Комиссар схватился за голову, мысленно. Спровадить бы его куда-нибудь – на Волю, Прагу, Жолибож, в Радзымин, Воломин. Припомнилось: жлоб обитает где-то на Мокотове. Если постараться перевести его туда, наверняка окажется доволен – а здесь на Мокотовской, в центре города станет чуть легче дышать. Заняться этим, завтра же.
Всё же Савицкий счел необходимым поставить бывшего городового на место.
– Много себе позволяете, мастер. В стране война. Вам доводилось бывать на фронте? А то вы так ненавидите большевиков…

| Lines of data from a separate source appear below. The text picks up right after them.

impl PictureBuilder {
    fn current(&self) -> PaintState {
        self.states.last().copied().unwrap_or_default()
    }

    fn element(&mut self, e: &BytesStart, is_start: bool) {
        let state = self.resolve_state(e);
        let tag = e.name();

        let path = match tag.as_ref() {
            b"g" => {
                if is_start {
                    self.commands.push(PictureCommand::Save);
                    self.states.push(state);
                }
                return;
            }
            b"rect" => {
                let x = attr_f64(e, "x");
                let y = attr_f64(e, "y");
                let w = attr_f64(e, "width");
                let h = attr_f64(e, "height");
                vec![
                    PictureCommand::MoveTo(x, y),
                    PictureCommand::LineTo(x + w, y),
                    PictureCommand::LineTo(x + w, y + h),
                    PictureCommand::LineTo(x, y + h),
                    PictureCommand::ClosePath,
                ]
            }
            b"circle" => {
                let r = attr_f64(e, "r");
                ellipse_path(attr_f64(e, "cx"), attr_f64(e, "cy"), r, r)
            }
            b"ellipse" => ellipse_path(
                attr_f64(e, "cx"),
                attr_f64(e, "cy"),
                attr_f64(e, "rx"),
                attr_f64(e, "ry"),
            ),
            b"line" => {
                let line = vec![
                    PictureCommand::MoveTo(attr_f64(e, "x1"), attr_f64(e, "y1")),
                    PictureCommand::LineTo(attr_f64(e, "x2"), attr_f64(e, "y2")),
                ];
                // Lines are never filled
                self.emit(PaintState { fill: None, ..state }, line);
                return;
            }
            b"polyline" | b"polygon" => {
                let points = parse_points(&attr(e, "points").unwrap_or_default());
                let Some((&(x0, y0), rest)) = points.split_first() else {
                    return;
                };
                let mut cmds = vec![PictureCommand::MoveTo(x0, y0)];
                cmds.extend(rest.iter().map(|&(x, y)| PictureCommand::LineTo(x, y)));
                if tag.as_ref() == b"polygon" {
                    cmds.push(PictureCommand::ClosePath);
                }
                cmds
            }
            b"path" => parse_path_data(&attr(e, "d").unwrap_or_default()),
            _ => return,
        };

        self.emit(state, path);
    }

    fn end_group(&mut self) {
        if self.states.pop().is_some() {
            self.commands.push(PictureCommand::Restore);
        }
    }

    fn resolve_state(&self, e: &BytesStart) -> PaintState {
        let inherited = self.current();
        let paint = |name: &str, fallback: Option<Color>| match attr(e, name) {
            Some(v) if v.trim() == "none" => None,
            Some(v) => parse_svg_color(&v).or(fallback),
            None => fallback,
        };
        PaintState {
            fill: paint("fill", inherited.fill),
            stroke: paint("stroke", inherited.stroke),
            stroke_width: attr(e, "stroke-width")
                .and_then(|s| s.trim().parse().ok())
                .unwrap_or(inherited.stroke_width),
        }
    }

    fn emit(&mut self, state: PaintState, path: Vec<PictureCommand>) {
        if path.is_empty() || (state.fill.is_none() && state.stroke.is_none()) {
            return;
        }

        for cmd in &path {
            self.include(cmd);
        }

        self.commands.push(PictureCommand::Save);
        if let Some(color) = state.fill {
            self.commands.push(PictureCommand::SetFill(color));
        }
        if let Some(color) = state.stroke {
            self.commands.push(PictureCommand::SetStroke(color, state.stroke_width));
        }
        self.commands.extend(path);
        self.commands.push(match (state.fill, state.stroke) {
            (Some(_), Some(_)) => PictureCommand::FillAndStroke,
            (Some(_), None) => PictureCommand::Fill,
            _ => PictureCommand::Stroke,
        });
        self.commands.push(PictureCommand::Restore);
    }

    /// Grow the bounding rectangle by the points of one path command.
    /// Curve control points are included, which may overestimate.
    fn include(&mut self, cmd: &PictureCommand) {
        let points: Vec<(f64, f64)> = match *cmd {
            PictureCommand::MoveTo(x, y) | PictureCommand::LineTo(x, y) => vec![(x, y)],
            PictureCommand::CurveTo(x1, y1, x2, y2, x, y) => vec![(x1, y1), (x2, y2), (x, y)],
            _ => return,
        };
        for (x, y) in points {
            let point = Rect::new(x, y, 0.0, 0.0);
            self.bounds = Some(match self.bounds {
                Some(b) => b.union(&point),
                None => point,
            });
        }
    }

    fn finish(self) -> Picture {
        Picture {
            commands: self.commands,
            bounds: self.bounds.unwrap_or_default(),
        }
    }
}
pub mod auth;
pub mod error;
pub mod routes;
pub mod session;
pub mod state;

use axum::middleware::from_fn_with_state;
use axum::routing::{get, post, put};
use axum::Router;
use tower_http::cors::{Any, CorsLayer};
use tower_http::trace::TraceLayer;

pub use state::AppState;

/// Build the axum Router with all API routes and middleware.
/// Used by `serve()` and available for integration testing.
pub fn build_router(app_state: AppState) -> Router {
    let cors = CorsLayer::new()
        .allow_origin(Any)
        .allow_methods(Any)
        .allow_headers(Any);

    Router::new()
        // Auth
        .route("/api/auth/login", post(routes::auth::login))
        .route("/api/auth/logout", post(routes::auth::logout))
        .route("/api/auth/session", get(routes::auth::session))
        // Posts
        .route(
            "/api/posts",
            get(routes::posts::list_posts).post(routes::posts::create_post),
        )
        .route(
            "/api/posts/{id}",
            get(routes::posts::get_post)
                .put(routes::posts::update_post)
                .delete(routes::posts::delete_post),
        )
        .route("/api/posts/{id}/links", put(routes::posts::update_links))
        // Calendar
        .route("/api/calendar", get(routes::calendar::get_calendar))
        // Users
        .route("/api/users", get(routes::users::list_users))
        // Task registry
        .route("/api/tasks", get(routes::tasks::get_registry))
        .layer(from_fn_with_state(app_state.clone(), auth::session_middleware))
        .layer(cors)
        .layer(TraceLayer::new_for_http())
        .with_state(app_state)
}

/// Start the planner API server on the given port.
pub async fn serve(app_state: AppState, port: u16, open_browser: bool) -> anyhow::Result<()> {
    let addr = format!("0.0.0.0:{port}");
    let listener = tokio::net::TcpListener::bind(&addr).await?;
    serve_on(app_state, listener, open_browser).await
}

/// Start the planner API server on a pre-bound listener.
///
/// Lets the caller bind port 0 and read the actual port before starting.
pub async fn serve_on(
    app_state: AppState,
    listener: tokio::net::TcpListener,
    open_browser: bool,
) -> anyhow::Result<()> {
    let actual_port = listener.local_addr()?.port();
    let workspace = app_state.config.workspace.name.clone();
    let app = build_router(app_state);

    tracing::info!("planner '{workspace}' listening on http://localhost:{actual_port}");

    if open_browser {
        let url = format!("http://localhost:{actual_port}");
        if let Err(e) = open::that(&url) {
            tracing::warn!("could not open browser: {e}");
        }
    }

    axum::serve(listener, app).await?;
    Ok(())
}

Комиссар всего лишь пошутил, но Пепшик сразу ощутил нытье в желудке. Такое случалось – чаще прочего с пятого по седьмой и с четырнадцатого по восемнадцатый. Подскочив со стула, вытянулся в струнку. Могучий живот сам собою исчез, из пересохшего горло вырвалось:
– Виноват-с!
Комиссар помрачнел еще сильнее. Царизм не просизифил и с языком.
39
Независимого польского государства… которое будет включать в себя все территории с бесспорно польским населением (англ.).
40
Пэпээсовец – член Польской социалистической партии (Polska Partia Socjalistyczna). Пэовист (пол. peowiak) – член Польской военной организации (Polska Organizacja Wojskowa).
41
По природе и по положению (лат.).
42
Унтер-офицерский чин в полиции (по-польски – przodownik). Ср. нем. Polizeimeister.